Diamond approached one of the columns and peered at some names and dates scraped into the stone. “Graffiti.”

“That’s nothing.”

“I’d call this one something. ‘1858. Elvis.’”

Stanley’s lip curled. “Says who?” He came closer and shone his lamp on the carved lettering. “Ellis.”

“If that’s Ellis, he did a poor job on the second L.”

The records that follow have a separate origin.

use serde::de::DeserializeOwned;
use serde_json::Value;
use std::sync::{
    atomic::{AtomicU64, Ordering},
    Arc,
};

use super::{HttpTransport, RetryingTransport, RpcClientConfig, RpcError, Transport};
use crate::types::{ChainSnapshot, ConnectionIdentity, JsonRpcRequest};

/// One logical connection to a node's JSON-RPC endpoint.
///
/// Recovery from stale connections is a property of the transport, so every method,
/// including arbitrary ones issued through [`call`](Self::call), gets the same retry
/// behaviour.
pub struct RpcClient {
    transport: Arc<dyn Transport>,
    identity: Option<ConnectionIdentity>,
    next_id: AtomicU64,
}

impl RpcClient {
    /// Builds a client for `identity` over HTTP with stale-connection retries.
    ///
    /// No network traffic happens until the first call.
    ///
    /// # Errors
    ///
    /// Returns [`RpcError::ClientBuild`] if the HTTP client fails to build.
    pub fn connect(
        identity: ConnectionIdentity,
        config: &RpcClientConfig,
    ) -> Result<Self, RpcError> {
        let http = HttpTransport::new(identity.clone(), config.clone())?;
        let transport = RetryingTransport::with_max_retries(http, config.max_stale_retries);
        tracing::debug!(
            endpoint = %transport.endpoint(),
            max_stale_retries = config.max_stale_retries,
            "created rpc client"
        );
        Ok(Self {
            transport: Arc::new(transport),
            identity: Some(identity),
            next_id: AtomicU64::new(1),
        })
    }

    /// Wraps an arbitrary transport.
    #[must_use]
    pub fn with_transport(transport: Arc<dyn Transport>) -> Self {
        Self { transport, identity: None, next_id: AtomicU64::new(1) }
    }

    /// Identity this client was built for, if built through [`connect`](Self::connect).
    #[must_use]
    pub fn identity(&self) -> Option<&ConnectionIdentity> {
        self.identity.as_ref()
    }

    /// Endpoint description safe to log.
    #[must_use]
    pub fn endpoint(&self) -> String {
        self.transport.endpoint()
    }

    /// Issues `method` with positional `params` and returns the raw `result`.
    ///
    /// A `null` result (e.g. from `setmocktime`) is returned as [`Value::Null`].
    ///
    /// # Errors
    ///
    /// - [`RpcError::RpcCallFailed`] if the node answered with an error object
    /// - any transport error left after stale-connection recovery
    pub async fn call(&self, method: &str, params: Vec<Value>) -> Result<Value, RpcError> {
        let id = self.next_id.fetch_add(1, Ordering::Relaxed);
        let request = JsonRpcRequest::new(method, params, id);

        let response = self.transport.send(&request).await?;
        if let Some(error) = response.error {
            tracing::debug!(
                method = %method,
                code = error.code,
                message = %error.message,
                "rpc call returned error"
            );
            return Err(RpcError::RpcCallFailed { code: error.code, message: error.message });
        }
        Ok(response.result.unwrap_or(Value::Null))
    }

    /// Same as [`call`](Self::call), deserializing the result into `T`.
    ///
    /// # Errors
    ///
    /// Returns [`RpcError::InvalidResponse`] if the result does not match `T`.
    pub async fn call_as<T: DeserializeOwned>(
        &self,
        method: &str,
        params: Vec<Value>,
    ) -> Result<T, RpcError> {
        let value = self.call(method, params).await?;
        serde_json::from_value(value)
            .map_err(|e| RpcError::InvalidResponse(format!("{method}: {e}")))
    }

    /// `getblockchaininfo`, returned untouched.
    ///
    /// # Errors
    ///
    /// See [`call`](Self::call).
    pub async fn get_blockchain_info(&self) -> Result<Value, RpcError> {
        self.call("getblockchaininfo", vec![]).await
    }

    /// `getblockcount`.
    ///
    /// # Errors
    ///
    /// See [`call_as`](Self::call_as).
    pub async fn get_block_count(&self) -> Result<u64, RpcError> {
        self.call_as("getblockcount", vec![]).await
    }

    /// `getbestblockhash`.
    ///
    /// # Errors
    ///
    /// See [`call_as`](Self::call_as).
    pub async fn get_best_block_hash(&self) -> Result<String, RpcError> {
        self.call_as("getbestblockhash", vec![]).await
    }

    /// Height and tip from a single `getblockchaininfo` call.
    ///
    /// # Errors
    ///
    /// See [`call_as`](Self::call_as).
    pub async fn chain_snapshot(&self) -> Result<ChainSnapshot, RpcError> {
        self.call_as("getblockchaininfo", vec![]).await
    }

    /// Asks the daemon to shut down.
    ///
    /// # Errors
    ///
    /// See [`call`](Self::call).
    pub async fn stop(&self) -> Result<(), RpcError> {
        self.call("stop", vec![]).await.map(|_| ())
    }
}

impl std::fmt::Debug for RpcClient {
    fn fmt(&self, f: &mut std::fmt::Formatter<'_>) -> std::fmt::Result {
        f.debug_struct("RpcClient").field("endpoint", &self.endpoint()).finish_non_exhaustive()
    }
}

They moved on down the main tunnel, with Diamond increasingly aware that even if Belinda’s body was down here the odds against finding it were heavily loaded. “I’m looking for more shafts. They’ll only be found above the really big spaces like the one we just came through, I suppose?”

“Rooms,” Stanley said.

Seymour had talked about rooms and Diamond hadn’t fully understood. “So I’m thinking we’re doing the right thing following the rail tracks. Let’s go as far as this main tunnel takes us. The smaller ones don’t interest me. What was that?” His head lamp had flickered as if it was on the blink, literally. Troubling. He didn’t want to lose his light source. “There it goes again.”

“Bats.”

“Are they common underground?”

“Thousands.”

He thought about bats and their feeding habits. “They live on flying insects, don’t they? They must know ways out of this place.” He didn’t get an answer, so he continued thinking aloud. “They wouldn’t be here if there weren’t ways up to the surface. They’ll know shafts nobody has mapped.”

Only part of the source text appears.